■ PROBLEM ■
How many of the lines in the material underneath include the string "InvoiceStatus"? State the number only.

○ ○ ○

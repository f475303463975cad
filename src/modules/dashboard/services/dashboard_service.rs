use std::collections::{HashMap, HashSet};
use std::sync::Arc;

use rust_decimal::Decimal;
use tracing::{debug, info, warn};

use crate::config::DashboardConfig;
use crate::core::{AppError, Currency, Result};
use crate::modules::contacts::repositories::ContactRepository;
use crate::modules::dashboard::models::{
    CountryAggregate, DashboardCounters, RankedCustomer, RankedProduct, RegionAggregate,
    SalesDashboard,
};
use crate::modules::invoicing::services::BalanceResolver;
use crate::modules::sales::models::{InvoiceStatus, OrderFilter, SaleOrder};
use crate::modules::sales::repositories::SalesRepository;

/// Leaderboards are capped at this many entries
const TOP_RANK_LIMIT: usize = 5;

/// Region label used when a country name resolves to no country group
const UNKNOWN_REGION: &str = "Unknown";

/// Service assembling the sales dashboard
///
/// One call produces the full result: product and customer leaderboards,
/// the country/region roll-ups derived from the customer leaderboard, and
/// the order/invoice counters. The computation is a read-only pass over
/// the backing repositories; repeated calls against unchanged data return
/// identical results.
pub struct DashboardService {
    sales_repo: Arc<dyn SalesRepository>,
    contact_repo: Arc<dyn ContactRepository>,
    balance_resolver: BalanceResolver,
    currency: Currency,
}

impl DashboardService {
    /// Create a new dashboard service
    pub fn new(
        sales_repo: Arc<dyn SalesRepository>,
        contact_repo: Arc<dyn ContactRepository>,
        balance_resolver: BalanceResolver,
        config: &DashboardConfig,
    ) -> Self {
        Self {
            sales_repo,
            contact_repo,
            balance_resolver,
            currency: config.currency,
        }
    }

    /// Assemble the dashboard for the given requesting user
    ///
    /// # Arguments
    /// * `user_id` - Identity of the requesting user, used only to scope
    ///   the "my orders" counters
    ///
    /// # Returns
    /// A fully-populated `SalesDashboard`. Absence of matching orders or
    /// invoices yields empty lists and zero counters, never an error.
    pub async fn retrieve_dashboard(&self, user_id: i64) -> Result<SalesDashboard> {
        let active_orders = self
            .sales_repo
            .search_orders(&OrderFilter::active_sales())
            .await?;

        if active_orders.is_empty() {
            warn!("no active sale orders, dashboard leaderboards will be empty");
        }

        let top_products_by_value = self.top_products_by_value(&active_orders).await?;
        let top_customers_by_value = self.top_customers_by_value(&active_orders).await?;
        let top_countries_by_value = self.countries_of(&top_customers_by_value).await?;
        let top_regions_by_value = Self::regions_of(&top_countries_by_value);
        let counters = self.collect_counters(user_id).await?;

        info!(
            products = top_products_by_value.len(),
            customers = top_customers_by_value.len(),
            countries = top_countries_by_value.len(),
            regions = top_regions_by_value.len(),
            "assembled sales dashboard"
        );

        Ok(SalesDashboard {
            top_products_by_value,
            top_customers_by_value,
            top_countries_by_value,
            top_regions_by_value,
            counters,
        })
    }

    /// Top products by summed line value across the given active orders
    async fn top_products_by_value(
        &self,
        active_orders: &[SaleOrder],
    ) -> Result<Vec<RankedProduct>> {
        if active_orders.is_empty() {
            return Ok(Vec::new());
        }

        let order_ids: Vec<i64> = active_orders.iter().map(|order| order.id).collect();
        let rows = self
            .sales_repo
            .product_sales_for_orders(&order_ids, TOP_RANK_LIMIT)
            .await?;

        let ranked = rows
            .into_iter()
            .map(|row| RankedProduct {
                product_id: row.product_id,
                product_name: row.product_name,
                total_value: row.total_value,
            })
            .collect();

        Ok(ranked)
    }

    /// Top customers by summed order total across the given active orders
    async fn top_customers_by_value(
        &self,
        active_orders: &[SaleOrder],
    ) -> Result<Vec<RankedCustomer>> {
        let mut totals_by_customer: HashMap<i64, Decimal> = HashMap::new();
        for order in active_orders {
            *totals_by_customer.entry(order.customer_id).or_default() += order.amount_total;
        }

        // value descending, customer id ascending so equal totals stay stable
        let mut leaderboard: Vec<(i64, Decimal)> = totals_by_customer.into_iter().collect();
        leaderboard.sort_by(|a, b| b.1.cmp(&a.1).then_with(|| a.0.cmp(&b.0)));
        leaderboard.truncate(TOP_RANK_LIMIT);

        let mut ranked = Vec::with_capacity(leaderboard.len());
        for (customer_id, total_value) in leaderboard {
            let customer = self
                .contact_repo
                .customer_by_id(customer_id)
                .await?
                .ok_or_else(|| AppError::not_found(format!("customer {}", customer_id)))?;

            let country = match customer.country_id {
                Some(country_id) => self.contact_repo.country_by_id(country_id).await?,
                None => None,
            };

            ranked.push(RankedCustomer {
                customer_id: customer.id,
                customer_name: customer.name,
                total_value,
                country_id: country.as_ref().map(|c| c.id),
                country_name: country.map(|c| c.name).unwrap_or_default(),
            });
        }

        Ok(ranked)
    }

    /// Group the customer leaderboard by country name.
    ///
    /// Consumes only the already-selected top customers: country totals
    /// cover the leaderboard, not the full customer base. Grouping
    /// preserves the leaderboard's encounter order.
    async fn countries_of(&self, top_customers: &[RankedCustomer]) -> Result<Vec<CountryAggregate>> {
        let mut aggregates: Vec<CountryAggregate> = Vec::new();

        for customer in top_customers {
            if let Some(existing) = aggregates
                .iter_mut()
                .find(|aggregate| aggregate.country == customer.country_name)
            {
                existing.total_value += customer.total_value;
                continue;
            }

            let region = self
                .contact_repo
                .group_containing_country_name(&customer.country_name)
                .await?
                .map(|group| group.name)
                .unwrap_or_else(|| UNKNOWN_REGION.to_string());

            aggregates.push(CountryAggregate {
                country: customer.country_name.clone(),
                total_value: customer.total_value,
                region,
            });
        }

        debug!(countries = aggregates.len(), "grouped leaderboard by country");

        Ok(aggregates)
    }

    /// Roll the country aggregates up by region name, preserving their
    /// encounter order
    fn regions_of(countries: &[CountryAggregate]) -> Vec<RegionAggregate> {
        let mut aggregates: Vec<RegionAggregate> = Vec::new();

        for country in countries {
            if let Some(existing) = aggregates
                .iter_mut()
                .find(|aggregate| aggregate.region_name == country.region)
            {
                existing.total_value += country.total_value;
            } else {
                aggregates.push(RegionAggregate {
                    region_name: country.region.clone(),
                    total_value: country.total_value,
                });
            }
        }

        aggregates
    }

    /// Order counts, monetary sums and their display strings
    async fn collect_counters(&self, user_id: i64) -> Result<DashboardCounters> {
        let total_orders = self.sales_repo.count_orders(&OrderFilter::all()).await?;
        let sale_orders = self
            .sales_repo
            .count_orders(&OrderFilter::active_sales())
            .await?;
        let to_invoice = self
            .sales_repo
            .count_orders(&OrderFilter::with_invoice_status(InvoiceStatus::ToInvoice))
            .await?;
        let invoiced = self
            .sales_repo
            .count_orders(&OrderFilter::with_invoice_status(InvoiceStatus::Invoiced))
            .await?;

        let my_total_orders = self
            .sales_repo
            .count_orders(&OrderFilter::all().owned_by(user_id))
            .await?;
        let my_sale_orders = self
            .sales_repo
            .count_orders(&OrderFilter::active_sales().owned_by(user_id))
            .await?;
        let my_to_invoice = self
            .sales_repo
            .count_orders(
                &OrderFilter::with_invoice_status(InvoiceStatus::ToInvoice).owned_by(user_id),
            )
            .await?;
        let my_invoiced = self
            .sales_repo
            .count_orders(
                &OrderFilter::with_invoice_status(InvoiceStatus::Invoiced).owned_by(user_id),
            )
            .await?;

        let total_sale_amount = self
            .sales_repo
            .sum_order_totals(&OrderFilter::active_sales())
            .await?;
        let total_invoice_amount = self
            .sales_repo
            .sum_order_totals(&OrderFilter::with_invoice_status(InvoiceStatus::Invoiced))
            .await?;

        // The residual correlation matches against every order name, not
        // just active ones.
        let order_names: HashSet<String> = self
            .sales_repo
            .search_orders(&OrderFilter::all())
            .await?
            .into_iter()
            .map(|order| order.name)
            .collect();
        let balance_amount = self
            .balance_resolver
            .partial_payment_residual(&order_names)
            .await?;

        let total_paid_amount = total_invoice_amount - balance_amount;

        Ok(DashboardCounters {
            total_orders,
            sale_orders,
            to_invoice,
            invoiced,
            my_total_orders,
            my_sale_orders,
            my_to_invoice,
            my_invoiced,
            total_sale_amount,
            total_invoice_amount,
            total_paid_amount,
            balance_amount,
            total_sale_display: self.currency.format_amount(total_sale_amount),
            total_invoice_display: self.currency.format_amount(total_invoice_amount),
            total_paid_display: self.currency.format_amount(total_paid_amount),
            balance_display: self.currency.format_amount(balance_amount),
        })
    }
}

○ ○ ○

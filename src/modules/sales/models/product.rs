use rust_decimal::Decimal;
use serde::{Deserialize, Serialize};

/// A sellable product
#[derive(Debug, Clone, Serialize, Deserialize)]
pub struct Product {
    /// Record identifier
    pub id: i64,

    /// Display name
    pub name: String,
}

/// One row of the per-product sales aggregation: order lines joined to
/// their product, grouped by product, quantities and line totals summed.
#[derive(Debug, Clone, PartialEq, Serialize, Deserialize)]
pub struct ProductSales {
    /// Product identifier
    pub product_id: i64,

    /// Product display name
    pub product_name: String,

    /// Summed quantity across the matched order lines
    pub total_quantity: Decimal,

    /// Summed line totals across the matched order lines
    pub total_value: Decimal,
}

○ ○ ○

■ YOUR SOLUTION ■
6